▸ Records from a dataset:
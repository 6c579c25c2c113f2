use super::*;
use crate::cms::{CmsClient, Populate};
use crate::config::CmsTimeouts;
use std::sync::atomic::{AtomicUsize, Ordering};
use wiremock::matchers::{body_json, method, path};
use wiremock::{Mock, MockServer, ResponseTemplate};

/// Address that nothing listens on, so requests fail at connect.
fn closed_port_uri() -> String {
    let listener = std::net::TcpListener::bind("127.0.0.1:0").unwrap();
    let addr = listener.local_addr().unwrap();
    drop(listener);
    format!("http://{addr}")
}

fn form(name: &str, email: &str, message: &str) -> ContactForm {
    ContactForm { name: name.into(), email: email.into(), message: message.into() }
}

/// Counts calls so tests can assert validation never reaches the network.
#[derive(Default)]
struct CountingCms {
    calls: AtomicUsize,
}

#[async_trait::async_trait]
impl CmsBackend for CountingCms {
    async fn get_json(&self, _path: &str, _populate: &Populate) -> Result<Value, CmsError> {
        self.calls.fetch_add(1, Ordering::SeqCst);
        Ok(Value::Null)
    }

    async fn post_json(&self, _path: &str, _body: &Value) -> Result<Value, CmsError> {
        self.calls.fetch_add(1, Ordering::SeqCst);
        Ok(Value::Null)
    }
}

// =============================================================================
// validate
// =============================================================================

#[test]
fn validate_accepts_complete_form() {
    assert_eq!(form("Ada", "ada@example.com", "Hello").validate(), Ok(()));
}

#[test]
fn validate_rejects_blank_fields() {
    assert_eq!(form("", "ada@example.com", "Hi").validate(), Err(ContactError::MissingFields));
    assert_eq!(form("Ada", "", "Hi").validate(), Err(ContactError::MissingFields));
    assert_eq!(form("Ada", "ada@example.com", "   ").validate(), Err(ContactError::MissingFields));
}

#[test]
fn validate_rejects_bad_email_shapes() {
    for email in ["ada", "ada@example", "@.", "ada example.com"] {
        assert_eq!(
            form("Ada", email, "Hi").validate(),
            Err(ContactError::InvalidEmail),
            "expected {email:?} to be rejected"
        );
    }
}

#[test]
fn error_messages_match_form_copy() {
    assert_eq!(ContactError::MissingFields.to_string(), "Please fill out all fields.");
    assert_eq!(ContactError::InvalidEmail.to_string(), "Please enter a valid email address.");
}

// =============================================================================
// rejection_message
// =============================================================================

#[test]
fn rejection_message_prefers_backend_message() {
    let body = r#"{"data":null,"error":{"status":400,"name":"ValidationError","message":"email must be unique"}}"#;
    assert_eq!(rejection_message(400, body), "email must be unique");
}

#[test]
fn rejection_message_falls_back_on_unparsable_body() {
    assert_eq!(rejection_message(502, "<html>bad gateway</html>"), "Failed to send message. Status: 502");
}

#[test]
fn rejection_message_falls_back_when_message_missing() {
    assert_eq!(rejection_message(403, r#"{"error":{"status":403}}"#), "Failed to send message. Status: 403");
}

// =============================================================================
// submit
// =============================================================================

#[tokio::test]
async fn empty_message_fails_without_network_call() {
    let cms = CountingCms::default();
    let state = submit(&cms, &form("Ada", "ada@example.com", "")).await;
    assert_eq!(state, ContactState::Failed("Please fill out all fields.".into()));
    assert_eq!(cms.calls.load(Ordering::SeqCst), 0);
}

#[tokio::test]
async fn invalid_email_fails_without_network_call() {
    let cms = CountingCms::default();
    let state = submit(&cms, &form("Ada", "not-an-email", "Hello")).await;
    assert_eq!(state, ContactState::Failed("Please enter a valid email address.".into()));
    assert_eq!(cms.calls.load(Ordering::SeqCst), 0);
}

#[tokio::test]
async fn success_response_yields_sent_state() {
    let server = MockServer::start().await;
    Mock::given(method("POST"))
        .and(path("/api/contacts"))
        .and(body_json(json!({
            "data": { "name": "Ada", "email": "ada@example.com", "message": "Hello" }
        })))
        .respond_with(ResponseTemplate::new(200).set_body_json(json!({ "data": { "id": 7 } })))
        .expect(1)
        .mount(&server)
        .await;

    let cms = CmsClient::new(&server.uri(), CmsTimeouts { request_secs: 5, connect_secs: 2 }).unwrap();
    let state = submit(&cms, &form(" Ada ", "ada@example.com", "Hello")).await;
    assert_eq!(
        state,
        ContactState::Sent { message: SENT_MESSAGE.into(), data: json!({ "data": { "id": 7 } }) }
    );
}

#[tokio::test]
async fn rejected_submission_surfaces_backend_message() {
    let server = MockServer::start().await;
    Mock::given(method("POST"))
        .respond_with(ResponseTemplate::new(400).set_body_json(json!({
            "data": null,
            "error": { "status": 400, "name": "ValidationError", "message": "Too many requests from you" }
        })))
        .mount(&server)
        .await;

    let cms = CmsClient::new(&server.uri(), CmsTimeouts { request_secs: 5, connect_secs: 2 }).unwrap();
    let state = submit(&cms, &form("Ada", "ada@example.com", "Hello")).await;
    assert_eq!(state, ContactState::Failed("Too many requests from you".into()));
}

#[tokio::test]
async fn transport_failure_is_generic() {
    let cms = CmsClient::new(&closed_port_uri(), CmsTimeouts { request_secs: 2, connect_secs: 1 }).unwrap();
    let state = submit(&cms, &form("Ada", "ada@example.com", "Hello")).await;
    assert_eq!(state, ContactState::Failed(UNEXPECTED_MESSAGE.into()));
}
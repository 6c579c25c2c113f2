//! Site chrome: navbar and footer from the `/api/global` single type.

use super::{AltFallback, RenderContext, escape, image, link};
use crate::cms::types::{CallToAction, Footer, LinkFamily, LogoLink, Navbar};

const FOOTER_TAGLINE: &str = "Your beautiful landing page for a successful launch";

fn brand(ctx: &RenderContext, logo: Option<&LogoLink>, class: &str) -> String {
    let Some(logo) = logo else {
        return format!(r#"<a href="/" class="{class}">{}</a>"#, escape(&ctx.site_name));
    };
    let href = logo.href.as_deref().filter(|h| !h.is_empty()).unwrap_or("/");
    let label = logo.label.as_deref().unwrap_or_default();
    let icon = image(ctx, logo.image.as_ref(), AltFallback::NameThen(label), "brand-logo");
    format!(
        r#"<a href="{}" class="{class}"><span>{icon}</span><span class="brand-label">{}</span></a>"#,
        escape(href),
        escape(label)
    )
}

fn link_list(links: &[CallToAction], class: &str) -> String {
    links
        .iter()
        .map(|l| format!("<li>{}</li>", link(l, class, "")))
        .collect()
}

/// Fixed top navigation with a collapsible mobile menu.
#[must_use]
pub fn navbar(ctx: &RenderContext, nav: &Navbar) -> String {
    let desktop = link_list(&nav.link, "nav-link");
    let mobile = link_list(&nav.link, "mobile-link");
    let cta = nav
        .cta
        .as_ref()
        .map(|cta| link(cta, "button", ""))
        .unwrap_or_default();
    let mobile_cta = match &nav.cta {
        Some(cta) if nav.link.is_empty() => link(cta, "mobile-cta", ""),
        Some(cta) => format!(r#"<hr class="mobile-divider">{}"#, link(cta, "mobile-cta", "")),
        None => String::new(),
    };

    format!(
        r#"<nav class="navbar">
  <details class="mobile-menu">
    <summary aria-label="Toggle menu">Menu</summary>
    <div class="mobile-panel" role="dialog" aria-modal="true"><ul>{mobile}</ul>{mobile_cta}</div>
  </details>
  <div class="nav-main">
    {}
    <ul class="nav-links">{desktop}</ul>
  </div>
  <div class="nav-cta">{cta}</div>
</nav>"#,
        brand(ctx, nav.logo_link.as_ref(), "brand"),
    )
}

fn link_family(family: &LinkFamily) -> String {
    format!(
        r#"<div class="link-family"><h4>{}</h4><ul>{}</ul></div>"#,
        escape(family.family.as_deref().unwrap_or_default()),
        link_list(&family.link, "footer-link"),
    )
}

/// Footer with brand column, grouped links, and a copyright bar.
#[must_use]
pub fn footer(ctx: &RenderContext, footer: &Footer) -> String {
    let families: String = footer.link_family.iter().map(link_family).collect();
    format!(
        r#"<footer class="site-footer">
  <div class="footer-grid">
    <div class="footer-brand">{}<p>{FOOTER_TAGLINE}</p></div>
    {families}
  </div>
  <div class="footer-bar"><p>&copy; {} {}</p><p>Made in Europe</p></div>
</footer>"#,
        brand(ctx, footer.logo_link.as_ref(), "brand"),
        ctx.year,
        escape(&ctx.site_name),
    )
}

#[cfg(test)]
#[path = "chrome_test.rs"]
mod tests;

▸ Task description:
An answer consisting of the number alone is required: how many lines in the entries hold the string "families"?

▸ Answer box:
2